Eight titles so far include well-known REH stories, including “The Frost Giant’s Daughter” and the book-length “Hour of the Dragon.” The original REH texts, mostly from Weird Tales magazine, are reprinted in the back few pages of each issue, and at the end of each story in four collected hardbound editions.
The results are perhaps the most stunning renditions yet. Each set of two to four issues is deliciously illustrated in fine penwork and washing inks, some very alike, so the change in artists between stories is hardly noticeable; others are more stylized, a bit askew, though all bear a family resemblance evidently emerged from multiple generations of European monks in grottos scribbling away with scrolls and brushes, and bottles of vermillion and indigo, making a heritage of devotion to illustration that inspires the ages as well as our current breeds of artists, with new tools and teamwork, to unequalled excellence.
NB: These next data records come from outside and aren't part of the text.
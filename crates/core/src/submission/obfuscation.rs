//! Reversible obfuscation for device credentials (password, PIN, unlock pattern).
//!
//! This is base64, not encryption. It only keeps credentials from being readable at a
//! glance in stored records; anyone with the record can recover them via [`reveal`].

use base64::engine::general_purpose::STANDARD as BASE64;
use base64::Engine;
use secrecy::ExposeSecret;
use thiserror::Error;

use crate::domain::work_order::ObfuscatedSecurity;
use crate::wizard::form::SecurityFields;

#[derive(Clone, Debug, Error, PartialEq, Eq)]
pub enum RevealError {
    #[error("obfuscated value is not valid base64")]
    InvalidEncoding,
    #[error("obfuscated value is not valid utf-8")]
    InvalidUtf8,
}

pub fn obfuscate(value: &str) -> String {
    BASE64.encode(value.as_bytes())
}

pub fn reveal(encoded: &str) -> Result<String, RevealError> {
    let bytes = BASE64.decode(encoded.trim()).map_err(|_| RevealError::InvalidEncoding)?;
    String::from_utf8(bytes).map_err(|_| RevealError::InvalidUtf8)
}

fn obfuscate_non_empty(value: &str) -> Option<String> {
    (!value.is_empty()).then(|| obfuscate(value))
}

/// Empty credentials stay absent. The pattern image is a drawing of the pattern, not the
/// pattern itself, and passes through unchanged.
pub fn obfuscate_security(fields: &SecurityFields) -> ObfuscatedSecurity {
    ObfuscatedSecurity {
        device_password: obfuscate_non_empty(fields.device_password.expose_secret()),
        device_pin: obfuscate_non_empty(fields.device_pin.expose_secret()),
        pattern_vector: fields
            .pattern_vector
            .as_ref()
            .and_then(|vector| obfuscate_non_empty(vector.expose_secret())),
        pattern_image: fields.pattern_image.clone(),
    }
}
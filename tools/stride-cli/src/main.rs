//! Stride CLI - Render and inspect shoe catalogs.
//!
//! Commands:
//! - `stride render` - Render a catalog file to an HTML page
//! - `stride classify` - Show the display variant of every shoe
//! - `stride config` - Manage configuration

mod commands;
mod config;
mod context;
mod output;

use anyhow::Result;
use clap::{Parser, Subcommand};

use commands::{ClassifyArgs, ConfigArgs, RenderArgs};

/// Stride CLI - Render shoe catalog cards
#[derive(Parser)]
#[command(name = "stride")]
#[command(author, version, about, long_about = None)]
#[command(propagate_version = true)]
struct Cli {
    /// Enable verbose output
    #[arg(short, long, global = true)]
    verbose: bool,

    /// Use JSON output format
    #[arg(long, global = true)]
    json: bool,

    /// Config file path
    #[arg(short, long, global = true)]
    config: Option<String>,

    #[command(subcommand)]
    command: Commands,
}

#[derive(Subcommand)]
enum Commands {
    /// Render a catalog to an HTML page
    Render(RenderArgs),

    /// Classify every shoe in a catalog
    Classify(ClassifyArgs),

    /// Manage configuration
    Config(ConfigArgs),
}

#[tokio::main]
async fn main() -> Result<()> {
    let cli = Cli::parse();

    let output = output::Output::new(cli.verbose, cli.json);

    let config_path = cli.config.as_deref();
    let ctx = match context::Context::load(config_path, output.clone()) {
        Ok(ctx) => ctx,
        Err(e) => {
            output.error(&format!("{:#}", e));
            std::process::exit(1);
        }
    };

    let result = match cli.command {
        Commands::Render(args) => commands::render::run(args, &ctx).await,
        Commands::Classify(args) => commands::classify::run(args, &ctx).await,
        Commands::Config(args) => commands::config::run(args, &ctx).await,
    };

    if let Err(e) = result {
        ctx.output.error(&format!("{:#}", e));
        std::process::exit(1);
    }

    Ok(())
}
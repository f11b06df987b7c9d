//! CLI configuration.

use anyhow::{Context, Result};
use serde::{Deserialize, Serialize};
use stride_catalog::{Currency, ReleaseWindow, SortOrder};
use stride_observability::{LogFormat, LogLevel, StructuredLogger};

/// CLI configuration file.
#[derive(Debug, Clone, Default, Serialize, Deserialize)]
pub struct CliConfig {
    /// Store settings.
    #[serde(default)]
    pub store: StoreConfig,

    /// New-release settings.
    #[serde(default)]
    pub release: ReleaseConfig,

    /// Page rendering settings.
    #[serde(default)]
    pub render: RenderConfig,

    /// Logging settings.
    #[serde(default)]
    pub logging: LoggingConfig,
}

impl CliConfig {
    /// Load config from a file.
    pub fn load(path: &str) -> Result<Self> {
        let content = std::fs::read_to_string(path)
            .with_context(|| format!("Failed to read config file: {}", path))?;

        if path.ends_with(".json") {
            serde_json::from_str(&content)
                .with_context(|| format!("Failed to parse JSON config: {}", path))
        } else {
            toml::from_str(&content)
                .with_context(|| format!("Failed to parse TOML config: {}", path))
        }
    }

    /// Check every setting, returning the first problem.
    pub fn validate(&self) -> Result<()> {
        self.currency()?;
        self.sort_order()?;
        self.release_window()?;
        self.log_level()?;
        self.log_format()?;
        Ok(())
    }

    /// Configured currency.
    pub fn currency(&self) -> Result<Currency> {
        Ok(Currency::from_code(&self.store.currency)?)
    }

    /// Configured default sort order.
    pub fn sort_order(&self) -> Result<SortOrder> {
        Ok(SortOrder::from_str(&self.render.sort)?)
    }

    /// Recency window, measured against the current time.
    pub fn release_window(&self) -> Result<ReleaseWindow> {
        ReleaseWindow::try_days(self.release.window_days)
            .with_context(|| format!("release.window_days = {}", self.release.window_days))
    }

    pub fn log_level(&self) -> Result<LogLevel> {
        Ok(self.logging.level.parse::<LogLevel>()?)
    }

    pub fn log_format(&self) -> Result<LogFormat> {
        Ok(self.logging.format.parse::<LogFormat>()?)
    }

    /// Build a logger; `verbose` lowers the threshold to debug.
    pub fn logger(&self, component: &str, verbose: bool) -> Result<StructuredLogger> {
        let level = if verbose {
            LogLevel::Debug
        } else {
            self.log_level()?
        };

        Ok(StructuredLogger::new()
            .with_component(component)
            .with_min_level(level)
            .with_format(self.log_format()?))
    }
}

/// Store settings.
#[derive(Debug, Clone, Serialize, Deserialize)]
pub struct StoreConfig {
    /// Store name, used in page titles.
    #[serde(default = "default_store_name")]
    pub name: String,

    /// ISO currency code for prices.
    #[serde(default = "default_currency")]
    pub currency: String,
}

fn default_store_name() -> String {
    "Stride".to_string()
}

fn default_currency() -> String {
    "USD".to_string()
}

impl Default for StoreConfig {
    fn default() -> Self {
        Self {
            name: default_store_name(),
            currency: default_currency(),
        }
    }
}

/// New-release settings.
#[derive(Debug, Clone, Serialize, Deserialize)]
pub struct ReleaseConfig {
    /// Days a shoe counts as newly released.
    #[serde(default = "default_window_days")]
    pub window_days: i64,
}

fn default_window_days() -> i64 {
    stride_catalog::release::DEFAULT_WINDOW_DAYS
}

impl Default for ReleaseConfig {
    fn default() -> Self {
        Self {
            window_days: default_window_days(),
        }
    }
}

/// Page rendering settings.
#[derive(Debug, Clone, Serialize, Deserialize)]
pub struct RenderConfig {
    /// Page title; defaults to the store name.
    #[serde(skip_serializing_if = "Option::is_none")]
    pub title: Option<String>,

    /// Default grid order.
    #[serde(default = "default_sort")]
    pub sort: String,
}

fn default_sort() -> String {
    "featured".to_string()
}

impl Default for RenderConfig {
    fn default() -> Self {
        Self {
            title: None,
            sort: default_sort(),
        }
    }
}

/// Logging settings.
#[derive(Debug, Clone, Serialize, Deserialize)]
pub struct LoggingConfig {
    #[serde(default = "default_level")]
    pub level: String,

    /// `human` or `json`.
    #[serde(default = "default_format")]
    pub format: String,
}

fn default_level() -> String {
    "info".to_string()
}

fn default_format() -> String {
    "human".to_string()
}

impl Default for LoggingConfig {
    fn default() -> Self {
        Self {
            level: default_level(),
            format: default_format(),
        }
    }
}

/// Generate a default config file with comments.
pub fn generate_default_config() -> String {
    r#"# Stride configuration

[store]
name = "Stride"
# ISO currency code: USD, EUR, GBP, JPY, CAD, AUD
currency = "USD"

[release]
# Shoes released within this many days get the "Just Released!" badge
window_days = 30

[render]
# title = "All Shoes"
# featured, newest, price-low-high, price-high-low, name
sort = "featured"

[logging]
# trace, debug, info, warn, error
level = "info"
# human or json
format = "human"
"#
    .to_string()
}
A lesser-known story in the set, THE MAN-EATERS OF ZAMBOULA (2020) by writer/artist Gess, spans two issues in sweeping perspectives squeezed into narrow panels, backgrounds dense in details as if one is always looking around to observe. First follow heavily laden camels toward a mound of a city squatting in the desert, through the gate, into thronged streets and alleys, to spot young Conan, a tiny figure leaning against a post in the bazaar, amusedly talking to a white-bearded merchant, who warns him: “Beware the demons in the house of Aram Baksh!”
Of course, this house is precisely the place where Conan has already paid to stay the night; and there’s the plot. Add Conan’s cunning, straightforward character, strength of will, and strength of arm, and general good humor; plus an unclad damsel in distress; and yawning panels that at last allow deep breaths of the awesome splendor of the place at the temple where the final challenge occurs. Much of it all is bathed in various violet hues of the night as Conan wordlessly stalks the demons before they have a chance to stalk him, and then lured toward profit, before the night is over, turns toward the larger, sorcerous predator at the pinnacle of power in this crossroad-town on the edge of the eastern desert. Forebear to say more. Start to finish, this version is pure Conan, paced straight from the source. You can love it, enriched, and ride away laughing.